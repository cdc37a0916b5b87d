//! HTTP server initialization and runtime setup.
//!
//! Handles rule store selection, database connection, prober setup and the
//! Axum server lifecycle.

use crate::application::services::AuthService;
use crate::config::{Config, RuleStoreKind};
use crate::domain::prober::StatusProber;
use crate::domain::repositories::RuleRepository;
use crate::infrastructure::http::ReqwestProber;
use crate::infrastructure::persistence::{MemoryRuleRepository, PgRuleRepository};
use crate::routes::app_router;
use crate::state::AppState;

use anyhow::{Context, Result};
use axum::ServiceExt;
use axum::extract::Request;
use sqlx::PgPool;
use sqlx::postgres::PgPoolOptions;
use std::net::SocketAddr;
use std::sync::Arc;
use std::time::Duration;
use tokio_retry::Retry;
use tokio_retry::strategy::{ExponentialBackoff, jitter};

/// Number of connection attempts made before giving up on the database.
const DB_CONNECT_ATTEMPTS: usize = 5;

/// Runs the HTTP server with the given configuration.
///
/// Initializes:
/// - Rule store (PostgreSQL with migrations, or in-memory)
/// - Status prober (reqwest, redirects disabled)
/// - Axum HTTP server with graceful shutdown on Ctrl+C
///
/// # Errors
///
/// Returns an error if:
/// - Database connection or migration fails
/// - The HTTP client cannot be built
/// - Server bind fails
/// - Server runtime error occurs
pub async fn run(config: Config) -> Result<()> {
    let rules = init_rule_store(&config).await?;

    let prober: Arc<dyn StatusProber> = Arc::new(
        ReqwestProber::new(config.probe_timeout(), &config.probe_user_agent)
            .context("Failed to build HTTP client for status probes")?,
    );

    let auth = AuthService::new(config.admin_token.as_deref());
    if let Some(fp) = auth.fingerprint() {
        tracing::info!("Rule mutations require ADMIN_TOKEN (sha256 {}…)", fp);
    } else {
        tracing::warn!("ADMIN_TOKEN not set: rule mutations are open to anyone");
    }

    let state = AppState::new(rules, prober, auth);
    let app = app_router(state, true);

    let addr: SocketAddr = config.listen_addr.parse()?;
    let listener = tokio::net::TcpListener::bind(addr).await?;
    tracing::info!("Listening on http://{addr}");

    axum::serve(
        listener,
        ServiceExt::<Request>::into_make_service_with_connect_info::<SocketAddr>(app),
    )
    .with_graceful_shutdown(shutdown_signal())
    .await?;

    tracing::info!("Server stopped");
    Ok(())
}

async fn init_rule_store(config: &Config) -> Result<Arc<dyn RuleRepository>> {
    match (config.rule_store, &config.database_url) {
        (RuleStoreKind::Postgres, Some(url)) => {
            let pool = connect_with_retry(config, url).await?;
            tracing::info!("Connected to database");

            sqlx::migrate!("./migrations")
                .run(&pool)
                .await
                .context("Failed to run migrations")?;

            Ok(Arc::new(PgRuleRepository::new(Arc::new(pool))))
        }
        (RuleStoreKind::Postgres, None) => {
            anyhow::bail!("DATABASE_URL is required when RULE_STORE=postgres")
        }
        (RuleStoreKind::Memory, _) => {
            tracing::warn!("Using in-memory rule store; rules are lost on restart");
            Ok(Arc::new(MemoryRuleRepository::new()))
        }
    }
}

async fn connect_with_retry(config: &Config, url: &str) -> Result<PgPool> {
    let options = PgPoolOptions::new()
        .max_connections(config.db_max_connections)
        .acquire_timeout(Duration::from_secs(config.db_connect_timeout))
        .idle_timeout(Duration::from_secs(config.db_idle_timeout))
        .max_lifetime(Duration::from_secs(config.db_max_lifetime));

    let strategy = ExponentialBackoff::from_millis(200)
        .max_delay(Duration::from_secs(5))
        .map(jitter)
        .take(DB_CONNECT_ATTEMPTS - 1);

    Retry::spawn(strategy, || {
        let options = options.clone();
        async move {
            options.connect(url).await.inspect_err(|e| {
                tracing::warn!(error = %e, "Database connection attempt failed");
            })
        }
    })
    .await
    .context("Failed to connect to database")
}

async fn shutdown_signal() {
    if let Err(e) = tokio::signal::ctrl_c().await {
        tracing::error!(error = %e, "Failed to listen for shutdown signal");
        std::future::pending::<()>().await;
    }
    tracing::info!("Shutdown signal received");
}
//! Shared application state injected into every handler.

use std::sync::Arc;

use crate::application::services::{AuthService, RuleService, StatusService};
use crate::domain::prober::StatusProber;
use crate::domain::repositories::RuleRepository;

pub type SharedRuleService = Arc<RuleService<dyn RuleRepository>>;
pub type SharedStatusService = Arc<StatusService<dyn StatusProber>>;

/// Owned state threaded through the router; there are no module-level
/// singletons.
#[derive(Clone)]
pub struct AppState {
    pub rule_service: SharedRuleService,
    pub status_service: SharedStatusService,
    pub auth_service: Arc<AuthService>,
}

impl AppState {
    /// Wires services around a rule store and a prober.
    pub fn new(
        rules: Arc<dyn RuleRepository>,
        prober: Arc<dyn StatusProber>,
        auth_service: AuthService,
    ) -> Self {
        Self {
            rule_service: Arc::new(RuleService::new(rules)),
            status_service: Arc::new(StatusService::new(prober)),
            auth_service: Arc::new(auth_service),
        }
    }
}
//! Domain entity representing a configuration snippet.

use chrono::{DateTime, Utc};

/// A stored web-server configuration snippet.
///
/// Ids are assigned by the store, unique and monotonically increasing, so
/// ascending id order is also insertion order.
#[derive(Debug, Clone, PartialEq)]
pub struct Rule {
    pub id: i64,
    pub title: String,
    pub description: Option<String>,
    /// Opaque snippet body, stored verbatim.
    pub code: String,
    pub created_at: DateTime<Utc>,
    pub updated_at: DateTime<Utc>,
}

impl Rule {
    /// Creates a new Rule instance.
    ///
    /// # Examples
    ///
    /// ```ignore
    /// let rule = Rule::new(
    ///     1,
    ///     "Force HTTPS".to_string(),
    ///     None,
    ///     "RewriteEngine On".to_string(),
    ///     Utc::now(),
    ///     Utc::now(),
    /// );
    /// ```
    pub fn new(
        id: i64,
        title: String,
        description: Option<String>,
        code: String,
        created_at: DateTime<Utc>,
        updated_at: DateTime<Utc>,
    ) -> Self {
        Self {
            id,
            title,
            description,
            code,
            created_at,
            updated_at,
        }
    }

    /// Case-insensitive substring match on title and description.
    ///
    /// An empty (or whitespace-only) query matches every rule.
    pub fn matches(&self, query: &str) -> bool {
        let needle = query.trim().to_lowercase();
        if needle.is_empty() {
            return true;
        }

        self.title.to_lowercase().contains(&needle)
            || self
                .description
                .as_deref()
                .is_some_and(|d| d.to_lowercase().contains(&needle))
    }
}

/// Input data for creating a new rule.
#[derive(Debug, Clone, PartialEq)]
pub struct NewRule {
    pub title: String,
    pub description: Option<String>,
    pub code: String,
}

/// Full replacement of a rule's mutable fields.
///
/// Unlike a patch, `description: None` clears the stored description.
#[derive(Debug, Clone, PartialEq)]
pub struct RuleUpdate {
    pub title: String,
    pub description: Option<String>,
    pub code: String,
}

#[cfg(test)]
mod tests {
    use super::*;

    fn rule(title: &str, description: Option<&str>) -> Rule {
        let now = Utc::now();
        Rule::new(
            1,
            title.to_string(),
            description.map(str::to_string),
            "RewriteEngine On".to_string(),
            now,
            now,
        )
    }

    #[test]
    fn test_rule_creation() {
        let r = rule("Force HTTPS", Some("Redirect all traffic"));

        assert_eq!(r.id, 1);
        assert_eq!(r.title, "Force HTTPS");
        assert_eq!(r.description.as_deref(), Some("Redirect all traffic"));
        assert_eq!(r.code, "RewriteEngine On");
    }

    #[test]
    fn test_matches_title_case_insensitive() {
        let r = rule("Force HTTPS", None);

        assert!(r.matches("https"));
        assert!(r.matches("FORCE"));
        assert!(!r.matches("gzip"));
    }

    #[test]
    fn test_matches_description() {
        let r = rule("Canonical host", Some("Strip the WWW prefix"));

        assert!(r.matches("www"));
        assert!(!r.matches("cache"));
    }

    #[test]
    fn test_empty_query_matches_everything() {
        let r = rule("Anything", None);

        assert!(r.matches(""));
        assert!(r.matches("   "));
    }
}
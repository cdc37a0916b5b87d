//! DTOs for the rule collection endpoint.

use chrono::{DateTime, Utc};
use serde::{Deserialize, Serialize};
use serde_with::{DisplayFromStr, PickFirst, serde_as};
use validator::Validate;

use crate::domain::entities::Rule;

/// A rule as returned by `GET /rules`.
#[derive(Debug, Clone, PartialEq, Serialize, Deserialize)]
pub struct RuleItem {
    pub id: i64,
    pub title: String,
    pub description: Option<String>,
    pub code: String,
    pub created_at: DateTime<Utc>,
    pub updated_at: DateTime<Utc>,
}

impl From<Rule> for RuleItem {
    fn from(r: Rule) -> Self {
        Self {
            id: r.id,
            title: r.title,
            description: r.description,
            code: r.code,
            created_at: r.created_at,
            updated_at: r.updated_at,
        }
    }
}

impl From<RuleItem> for Rule {
    fn from(r: RuleItem) -> Self {
        Rule::new(
            r.id,
            r.title,
            r.description,
            r.code,
            r.created_at,
            r.updated_at,
        )
    }
}

/// Body of `POST /rules`.
///
/// Missing `title`/`code` deserialize as empty strings so the service can
/// answer `400` with the list of missing fields.
#[derive(Debug, Clone, Default, Serialize, Deserialize, Validate)]
pub struct CreateRuleRequest {
    #[serde(default)]
    #[validate(length(max = 200, message = "Title is too long"))]
    pub title: String,

    #[serde(default)]
    #[validate(length(max = 65536, message = "Code is too long"))]
    pub code: String,

    #[serde(default, skip_serializing_if = "Option::is_none")]
    #[validate(length(max = 1000))]
    pub description: Option<String>,
}

/// Body of `PUT /rules`. Full replace of the mutable fields.
///
/// `id` may be sent as a number or as a numeric string.
#[serde_as]
#[derive(Debug, Clone, Serialize, Deserialize, Validate)]
pub struct UpdateRuleRequest {
    #[serde_as(as = "PickFirst<(_, DisplayFromStr)>")]
    pub id: i64,

    #[serde(default)]
    #[validate(length(max = 200, message = "Title is too long"))]
    pub title: String,

    #[serde(default)]
    #[validate(length(max = 65536, message = "Code is too long"))]
    pub code: String,

    #[serde(default, skip_serializing_if = "Option::is_none")]
    #[validate(length(max = 1000))]
    pub description: Option<String>,
}

/// Body of `DELETE /rules`.
#[serde_as]
#[derive(Debug, Clone, Serialize, Deserialize)]
pub struct DeleteRuleRequest {
    #[serde_as(as = "PickFirst<(_, DisplayFromStr)>")]
    pub id: i64,
}

/// Response of `POST /rules`.
#[derive(Debug, Clone, Serialize, Deserialize)]
pub struct CreateRuleResponse {
    pub id: i64,
}

/// Response of `PUT /rules` and `DELETE /rules`.
#[derive(Debug, Clone, Serialize, Deserialize)]
pub struct OkResponse {
    pub ok: bool,
}

impl OkResponse {
    pub fn ok() -> Self {
        Self { ok: true }
    }
}
//! Outcome of a single-hop status probe.

use serde::{Deserialize, Serialize};

/// Result of probing one URL without following redirects.
///
/// Exactly one of `status.is_some()` and `failed` holds; use the
/// constructors to keep that invariant.
#[derive(Debug, Clone, PartialEq, Eq, Serialize, Deserialize)]
pub struct ProbeResult {
    pub url: String,
    pub status: Option<u16>,
    /// Literal `Location` header value, neither followed nor made absolute.
    pub redirect_target: Option<String>,
    pub failed: bool,
}

impl ProbeResult {
    /// The origin answered with `status` (any code).
    pub fn responded(url: impl Into<String>, status: u16, location: Option<String>) -> Self {
        Self {
            url: url.into(),
            status: Some(status),
            redirect_target: location,
            failed: false,
        }
    }

    /// The request never produced a response.
    pub fn failed(url: impl Into<String>) -> Self {
        Self {
            url: url.into(),
            status: None,
            redirect_target: None,
            failed: true,
        }
    }
}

§ §

[Work instructions]: Filter the entries above and return only the lines holding "Duration".

[Written answer]:
use std::time::Duration;
        .acquire_timeout(Duration::from_secs(config.db_connect_timeout))
        .idle_timeout(Duration::from_secs(config.db_idle_timeout))
        .max_lifetime(Duration::from_secs(config.db_max_lifetime));
        .max_delay(Duration::from_secs(5))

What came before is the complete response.